Now, if all none of the above yield any more work, we are in quite a good state. Then we can take a new ops or dev task into progress.
However, we never drag in new epics like this, starting a new epic is a conscious decision by the team. This is generally not a problem, as new epics should not be in selected for development.
The Infamous WFO
I'm sure most of you have a Waiting for Others column. It exists for tasks we can't forward ourselves, but we have to wait for some other parties to do something.
This is a necessary evil, and we can only try to make the best out of it. The WFO column basically always increases WIP, which isn't great.
The largest problem comes from WFO tasks hanging indefinitely in the column.Here our Monday dailies help, as we always go through these tasks and see if they can be kicked forward.
To make the separation clear,this section talks about individual task reviews, not the review meeting.
Task Reviews is one of the things I we always must have (i.e. don't remove them in the retro meeting). We do extensive task reviews, and most tasks are put into the review column multiple times during their lifetime.
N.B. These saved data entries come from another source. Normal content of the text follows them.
//! Works out which required model files are missing, fetches them and
//! records them in the backend settings.

use std::collections::HashMap;
use std::path::{Path, PathBuf};
use std::sync::Arc;

use tokio_util::sync::CancellationToken;

use super::download::{discard_download, DownloadedFile, ModelDownloader, ProgressCallback};
use super::errors::ModelError;
use super::manifest::{ModelDownloadInfo, ModelManifestSource};
use super::validation::validate_model_file;
use crate::settings::{RegisteredModel, SettingsService};

pub struct ModelDownloadReconciler {
    settings: Arc<SettingsService>,
    manifest: Arc<dyn ModelManifestSource>,
    downloader: Arc<dyn ModelDownloader>,
}

impl ModelDownloadReconciler {
    pub fn new(
        settings: Arc<SettingsService>,
        manifest: Arc<dyn ModelManifestSource>,
        downloader: Arc<dyn ModelDownloader>,
    ) -> Self {
        Self {
            settings,
            manifest,
            downloader,
        }
    }

    /// Manifest entries whose file is not in the model folder.
    ///
    /// Files that are present but fail validation are logged and left alone;
    /// they are not reported here. Any internal failure yields an empty list.
    pub async fn required_downloads(&self) -> Vec<ModelDownloadInfo> {
        match self.find_missing().await {
            Ok(missing) => missing,
            Err(e) => {
                tracing::error!(error = %e, "failed to determine required model downloads");
                Vec::new()
            }
        }
    }

    async fn find_missing(&self) -> Result<Vec<ModelDownloadInfo>, ModelError> {
        let folder = self.settings.model_folder().await;
        tokio::fs::create_dir_all(&folder)
            .await
            .map_err(|e| ModelError::io(&folder, e))?;

        let present = list_model_files(&folder).await?;
        let required = self.manifest.required_models().await?;

        let mut missing = Vec::new();
        for entry in &required {
            let Some(path) = on_disk_path(&folder, &present, &entry.file_name) else {
                missing.push(ModelDownloadInfo::from(entry));
                continue;
            };

            if let Err(e) = validate_model_file(&path, entry.sha256.as_deref()).await {
                tracing::warn!(
                    file = %entry.file_name,
                    error = %e,
                    "model file present but failed validation, keeping it"
                );
            }
        }

        tracing::info!(
            required = required.len(),
            missing = missing.len(),
            folder = %folder.display(),
            "model folder reconciled"
        );
        Ok(missing)
    }

    /// Download one model and register it if the backend does not know it
    /// yet.
    pub async fn download_model(
        &self,
        info: &ModelDownloadInfo,
        progress: Option<ProgressCallback>,
        cancel: CancellationToken,
    ) -> Result<DownloadedFile, ModelError> {
        let folder = self.settings.model_folder().await;
        let downloaded = self
            .downloader
            .download(info, &folder, progress, cancel)
            .await?;

        if let Some(expected) = info.sha256.as_deref().filter(|s| !s.trim().is_empty()) {
            if !downloaded.sha256.eq_ignore_ascii_case(expected.trim()) {
                discard_download(&downloaded.path).await;
                return Err(ModelError::ValidationFailed {
                    file_name: info.file_name.clone(),
                    reason: format!(
                        "sha256 mismatch: expected {expected}, got {}",
                        downloaded.sha256
                    ),
                });
            }
        }

        if self.settings.snapshot().await.is_registered(&info.file_name) {
            return Ok(downloaded);
        }

        let added = self
            .settings
            .update_and_save(|s| {
                if s.is_registered(&info.file_name) {
                    false
                } else {
                    s.register_model(registered_from(info));
                    true
                }
            })
            .await
            .map_err(|e| ModelError::RegistrationFailed {
                file_name: info.file_name.clone(),
                reason: e.to_string(),
            })?;

        if added {
            tracing::info!(model = %info.name, default = info.is_default, "model registered");
        }

        Ok(downloaded)
    }

    /// Register manifest models whose file is on disk and valid but which are
    /// missing from the registered list. This repairs the state left behind
    /// when a process stops between a download and its registration.
    ///
    /// Returns the file names that were registered.
    pub async fn reconcile_registrations(&self) -> Result<Vec<String>, ModelError> {
        let folder = self.settings.model_folder().await;
        let present = match list_model_files(&folder).await {
            Ok(present) => present,
            Err(ModelError::Io { .. }) if !folder.exists() => return Ok(Vec::new()),
            Err(e) => return Err(e),
        };
        let required = self.manifest.required_models().await?;
        let snapshot = self.settings.snapshot().await;

        let mut to_register = Vec::new();
        for entry in &required {
            if snapshot.is_registered(&entry.file_name) {
                continue;
            }
            let Some(path) = on_disk_path(&folder, &present, &entry.file_name) else {
                continue;
            };
            match validate_model_file(&path, entry.sha256.as_deref()).await {
                Ok(()) => to_register.push(ModelDownloadInfo::from(entry)),
                Err(e) => tracing::warn!(
                    file = %entry.file_name,
                    error = %e,
                    "not registering invalid model file"
                ),
            }
        }

        if to_register.is_empty() {
            return Ok(Vec::new());
        }

        let registered = self
            .settings
            .update_and_save(|s| {
                let mut names = Vec::new();
                for info in &to_register {
                    if !s.is_registered(&info.file_name) {
                        s.register_model(registered_from(info));
                        names.push(info.file_name.clone());
                    }
                }
                names
            })
            .await
            .map_err(|e| ModelError::RegistrationFailed {
                file_name: to_register
                    .iter()
                    .map(|i| i.file_name.as_str())
                    .collect::<Vec<_>>()
                    .join(", "),
                reason: e.to_string(),
            })?;

        tracing::info!(count = registered.len(), "registered models found on disk");
        Ok(registered)
    }
}

fn registered_from(info: &ModelDownloadInfo) -> RegisteredModel {
    RegisteredModel {
        name: info.name.clone(),
        file_name: info.file_name.clone(),
        is_default: info.is_default,
        is_multi_modal: info.is_multi_modal,
    }
}

/// Regular files directly inside `folder`, keyed by lowercased name and
/// mapped to the name as it appears on disk.
async fn list_model_files(folder: &Path) -> Result<HashMap<String, String>, ModelError> {
    let mut names = HashMap::new();
    let mut entries = tokio::fs::read_dir(folder)
        .await
        .map_err(|e| ModelError::io(folder, e))?;

    while let Some(entry) = entries
        .next_entry()
        .await
        .map_err(|e| ModelError::io(folder, e))?
    {
        let is_file = entry.file_type().await.is_ok_and(|t| t.is_file());
        if is_file {
            let actual = entry.file_name().to_string_lossy().into_owned();
            names.insert(actual.to_lowercase(), actual);
        }
    }

    Ok(names)
}

/// Path of the file matching `file_name` case-insensitively, if present.
fn on_disk_path(
    folder: &Path,
    present: &HashMap<String, String>,
    file_name: &str,
) -> Option<PathBuf> {
    present
        .get(&file_name.to_lowercase())
        .map(|actual| folder.join(actual))
}

// ─── Tests ───────────────────────────────────────────────────────────────────
//! Local agent runtime: brings a local inference backend up, keeps its model
//! folder and host registration in order, and fronts session traffic.

pub mod agent_core;
pub mod host;
pub mod inference;
pub mod lifecycle;
pub mod models;
pub mod settings;

#[cfg(test)]
mod test_support;

use std::fs::File;
use std::io::{self, Write};
use std::path::{Path, PathBuf};
use std::sync::{Arc, Mutex, PoisonError};

/// Per-user directory for the runtime's logs and traces: the platform data
/// directory (for example `$XDG_DATA_HOME` on Linux or
/// `~/Library/Application Support` on macOS) plus `local-agent-runtime`.
/// Without one, `.local-agent-runtime` in the home directory is used.
pub fn data_dir() -> PathBuf {
    match dirs::data_dir() {
        Some(base) => base.join(APP_DIR_NAME),
        None => dirs::home_dir()
            .unwrap_or_else(|| PathBuf::from("."))
            .join(format!(".{APP_DIR_NAME}")),
    }
}

const APP_DIR_NAME: &str = "local-agent-runtime";

pub const LOG_FILE_NAME: &str = "runtime.log";

const ROTATED_LOGS_KEPT: u32 = 3;

/// Install the global tracing subscriber, writing to `<log_dir>/runtime.log`.
///
/// Existing logs are rotated first (`runtime.log` → `.1` → `.2` → `.3`).
/// The filter comes from `RUST_LOG`, defaulting to
/// `local_agent_runtime=info,warn`. Call once, at process start.
pub fn init_tracing(log_dir: &Path) -> io::Result<()> {
    use tracing_subscriber::fmt;
    use tracing_subscriber::EnvFilter;

    std::fs::create_dir_all(log_dir)?;
    let log_path = log_dir.join(LOG_FILE_NAME);
    rotate_logs(&log_path, ROTATED_LOGS_KEPT);

    let log_file = std::fs::OpenOptions::new()
        .create(true)
        .append(true)
        .open(&log_path)?;

    let filter = EnvFilter::try_from_default_env()
        .unwrap_or_else(|_| EnvFilter::new("local_agent_runtime=info,warn"));

    fmt::fmt()
        .with_env_filter(filter)
        .with_writer(SyncedLogFile::new(log_file))
        .with_ansi(false)
        .with_target(true)
        .try_init()
        .map_err(|e| io::Error::other(format!("tracing already initialized: {e}")))?;

    tracing::info!(
        version = env!("CARGO_PKG_VERSION"),
        log_file = %log_path.display(),
        pid = std::process::id(),
        "=== local agent runtime starting ==="
    );
    Ok(())
}

fn rotated_path(base: &Path, generation: u32) -> PathBuf {
    let mut name = base.as_os_str().to_os_string();
    name.push(format!(".{generation}"));
    PathBuf::from(name)
}

/// Shift `base` into `base.1`, `base.1` into `base.2`, and so on up to
/// `base.{keep}`. Whatever was in `base.{keep}` is overwritten.
fn rotate_logs(base: &Path, keep: u32) {
    for generation in (0..keep).rev() {
        let from = match generation {
            0 => base.to_path_buf(),
            n => rotated_path(base, n),
        };
        if from.exists() {
            if let Err(e) = std::fs::rename(&from, rotated_path(base, generation + 1)) {
                eprintln!("log rotation failed for {}: {e}", from.display());
            }
        }
    }
}

/// Shared log file handle; every write is flushed before returning so a
/// crash loses at most the line being written.
#[derive(Clone)]
struct SyncedLogFile(Arc<Mutex<File>>);

impl SyncedLogFile {
    fn new(file: File) -> Self {
        Self(Arc::new(Mutex::new(file)))
    }

    fn with_file<T>(&self, op: impl FnOnce(&mut File) -> io::Result<T>) -> io::Result<T> {
        let mut file = self.0.lock().unwrap_or_else(PoisonError::into_inner);
        op(&mut file)
    }
}

impl Write for SyncedLogFile {
    fn write(&mut self, buf: &[u8]) -> io::Result<usize> {
        self.with_file(|f| {
            f.write_all(buf)?;
            f.flush()?;
            Ok(buf.len())
        })
    }

    fn flush(&mut self) -> io::Result<()> {
        self.with_file(|f| f.flush())
    }
}

impl<'a> tracing_subscriber::fmt::MakeWriter<'a> for SyncedLogFile {
    type Writer = SyncedLogFile;

    fn make_writer(&'a self) -> Self::Writer {
        self.clone()
    }
}
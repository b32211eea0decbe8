//! Required model assets: manifest, validation, download and registration.

pub mod download;
pub mod errors;
pub mod manifest;
pub mod reconciler;
pub mod validation;

pub use download::{DownloadProgress, DownloadedFile, HttpDownloader, ModelDownloader, ProgressCallback};
pub use errors::ModelError;
pub use manifest::{
    ModelDownloadInfo, ModelManifestSource, RequiredModelManifestEntry, YamlManifestSource,
};
pub use reconciler::ModelDownloadReconciler;
pub use validation::{compute_sha256, validate_model_file};
//! Action plan extraction from tagged model output.
//!
//! The model is prompted to answer with:
//!
//! ```text
//! <plan>
//!   <goal>Clean up the Downloads folder</goal>
//!   <step>List every file in ~/Downloads</step>
//!   <step>Move the PDFs into ~/Documents/PDFs</step>
//! </plan>
//! ```
//!
//! Anything else (no block, no goal, no usable steps, truncated tags) yields
//! `None`, which the executor treats exactly like the model choosing not to
//! plan. At most [`MAX_PLAN_STEPS`] steps are kept; blank steps are dropped
//! without counting toward the cap and the survivors are renumbered from 1.

use std::sync::OnceLock;

use regex::Regex;

use super::types::{ActionItem, ActionPlan};

/// Upper bound on steps handed to the executor.
pub const MAX_PLAN_STEPS: usize = 5;

struct PlanPatterns {
    block: Regex,
    goal: Regex,
    step: Regex,
}

fn patterns() -> &'static PlanPatterns {
    static PATTERNS: OnceLock<PlanPatterns> = OnceLock::new();
    PATTERNS.get_or_init(|| PlanPatterns {
        block: Regex::new(r"(?si)<plan(?:\s[^>]*)?>(.*?)</plan>").expect("valid plan regex"),
        goal: Regex::new(r"(?si)<goal(?:\s[^>]*)?>(.*?)</goal>").expect("valid goal regex"),
        step: Regex::new(r"(?si)<step(?:\s[^>]*)?>(.*?)</step>").expect("valid step regex"),
    })
}

/// Parse a plan out of normalized model output.
pub fn parse_action_plan(text: &str) -> Option<ActionPlan> {
    if text.trim().is_empty() {
        return None;
    }

    let patterns = patterns();

    let block = patterns.block.captures(text)?.get(1)?.as_str();

    let goal = patterns.goal.captures(block)?.get(1)?.as_str().trim();
    if goal.is_empty() {
        return None;
    }

    let raw_steps: Vec<&str> = patterns
        .step
        .captures_iter(block)
        .filter_map(|c| c.get(1).map(|m| m.as_str()))
        .collect();
    if raw_steps.is_empty() {
        return None;
    }

    let steps: Vec<ActionItem> = raw_steps
        .iter()
        .map(|s| s.trim())
        .filter(|s| !s.is_empty())
        .take(MAX_PLAN_STEPS)
        .enumerate()
        .map(|(i, description)| ActionItem::pending(i as u32 + 1, description))
        .collect();

    if steps.is_empty() {
        tracing::debug!(
            raw_steps = raw_steps.len(),
            "plan block contained only blank steps"
        );
        return None;
    }

    if raw_steps.len() > steps.len() {
        tracing::debug!(
            raw_steps = raw_steps.len(),
            kept = steps.len(),
            "plan steps dropped (blank or over cap)"
        );
    }

    Some(ActionPlan {
        goal: goal.to_string(),
        steps,
    })
}

// ─── Tests ──────────────────────────────────────────────────────────────────

#[cfg(test)]
mod tests {
    use super::*;
    use crate::agent_core::types::ActionStatus;

    fn block(goal: &str, steps: &[&str]) -> String {
        let mut text = format!("<plan>\n<goal>{goal}</goal>\n");
        for s in steps {
            text.push_str(&format!("<step>{s}</step>\n"));
        }
        text.push_str("</plan>");
        text
    }

    #[test]
    fn parse_simple_plan() {
        let plan = parse_action_plan(&block("Tidy up", &["List files", "Move PDFs"])).unwrap();
        assert_eq!(plan.goal, "Tidy up");
        assert_eq!(plan.steps.len(), 2);
        assert_eq!(plan.steps[0].step_number, 1);
        assert_eq!(plan.steps[1].description, "Move PDFs");
        assert!(plan.steps.iter().all(|s| s.status == ActionStatus::Pending));
    }

    #[test]
    fn caps_at_five_steps_in_source_order() {
        let steps = ["one", "two", "three", "four", "five", "six", "seven"];
        let plan = parse_action_plan(&block("Help the user", &steps)).unwrap();
        assert_eq!(plan.goal, "Help the user");
        assert_eq!(plan.steps.len(), 5);
        let numbers: Vec<u32> = plan.steps.iter().map(|s| s.step_number).collect();
        assert_eq!(numbers, vec![1, 2, 3, 4, 5]);
        let descriptions: Vec<&str> = plan.steps.iter().map(|s| s.description.as_str()).collect();
        assert_eq!(descriptions, vec!["one", "two", "three", "four", "five"]);
    }

    #[test]
    fn blank_steps_are_dropped_and_renumbered() {
        let plan = parse_action_plan(&block("Goal", &["first", "   ", "third"])).unwrap();
        assert_eq!(plan.steps.len(), 2);
        assert_eq!(plan.steps[0].step_number, 1);
        assert_eq!(plan.steps[1].step_number, 2);
        assert_eq!(plan.steps[1].description, "third");
    }

    #[test]
    fn blank_steps_do_not_count_toward_cap() {
        let steps = ["", "a", "", "b", "c", "d", "e", "f"];
        let plan = parse_action_plan(&block("Goal", &steps)).unwrap();
        let descriptions: Vec<&str> = plan.steps.iter().map(|s| s.description.as_str()).collect();
        assert_eq!(descriptions, vec!["a", "b", "c", "d", "e"]);
    }

    #[test]
    fn trims_goal_and_steps() {
        let plan = parse_action_plan(&block("  Goal \n", &["\n  step one  \n"])).unwrap();
        assert_eq!(plan.goal, "Goal");
        assert_eq!(plan.steps[0].description, "step one");
    }

    #[test]
    fn surrounding_text_is_ignored() {
        let text = format!("Sure, here is what I'll do.\n{}\nLet me start.", block("G", &["s"]));
        assert!(parse_action_plan(&text).is_some());
    }

    #[test]
    fn tags_are_case_insensitive_and_accept_attributes() {
        let text = "<PLAN><Goal>G</Goal><step n=\"1\">do it</step></PLAN>";
        let plan = parse_action_plan(text).unwrap();
        assert_eq!(plan.steps[0].description, "do it");
    }

    #[test]
    fn none_for_empty_input() {
        assert!(parse_action_plan("").is_none());
        assert!(parse_action_plan("   \n").is_none());
    }

    #[test]
    fn none_without_outer_block() {
        assert!(parse_action_plan("<goal>G</goal><step>s</step>").is_none());
    }

    #[test]
    fn none_for_truncated_block() {
        assert!(parse_action_plan("<plan><goal>G</goal><step>s</step>").is_none());
    }

    #[test]
    fn none_for_missing_or_blank_goal() {
        assert!(parse_action_plan("<plan><step>s</step></plan>").is_none());
        assert!(parse_action_plan("<plan><goal>  </goal><step>s</step></plan>").is_none());
    }

    #[test]
    fn none_without_steps() {
        assert!(parse_action_plan("<plan><goal>G</goal></plan>").is_none());
    }

    #[test]
    fn none_when_all_steps_blank() {
        assert!(parse_action_plan(&block("G", &["", "  ", "\n"])).is_none());
    }

    #[test]
    fn duplicate_steps_are_kept() {
        let plan = parse_action_plan(&block("G", &["retry", "retry"])).unwrap();
        assert_eq!(plan.steps.len(), 2);
    }
}
//! Host identity: authentication state and one-time host registration.

pub mod auth;
pub mod errors;
pub mod registration;

pub use auth::{AuthChannel, AuthState, AuthStateProvider};
pub use errors::RegistrationError;
pub use registration::{
    HostDescriptor, HostRegistrar, HostRegistrationGuard, HostRegistrationRecord,
    HttpHostRegistrar, RegistrationOutcome,
};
For us a task is reviewed e.g. when
- There is code to be reviewed and merged
- A second pair of eyes is needed for e.g. a proposed process for production change
- A review of some data which gets added to a system (e.g. hardware inventory) to validate the data quality
- The task implementer feels like the Definition of Done is met, and wants a final review to resolve the task
Having active reviews is an excellent way of building in quality. The most expensive thing is to half-ass a task and having to revisit the same problem multiple times after we have pushed it to production.
I think a telling point is that a majority of our tasks do not pass the first review, even though our admins know their task is going to be reviewed. If all these tasks went to production without review, we would build in a massive amount of technical debt into the service.
So I've tried to describe a bit our process now, and how we work. This is not how we worked a year ago, and it won't be the way we work in a year. But most of the processes will remain the same.
If this was a long post, and you just scrolled to the end to see if there is anything interesting, at least read this.
- Have retrospectives. Don't be afraid to do changes to your process. Don't do things just because Scrum tells you to. But be honest and critical with your changes.
- Limit your WIP. It's hard but work on it.
- Review a lot and often.
I think I still have a few blog posts on this wider topic, so I expect there to be a part 6, at some point.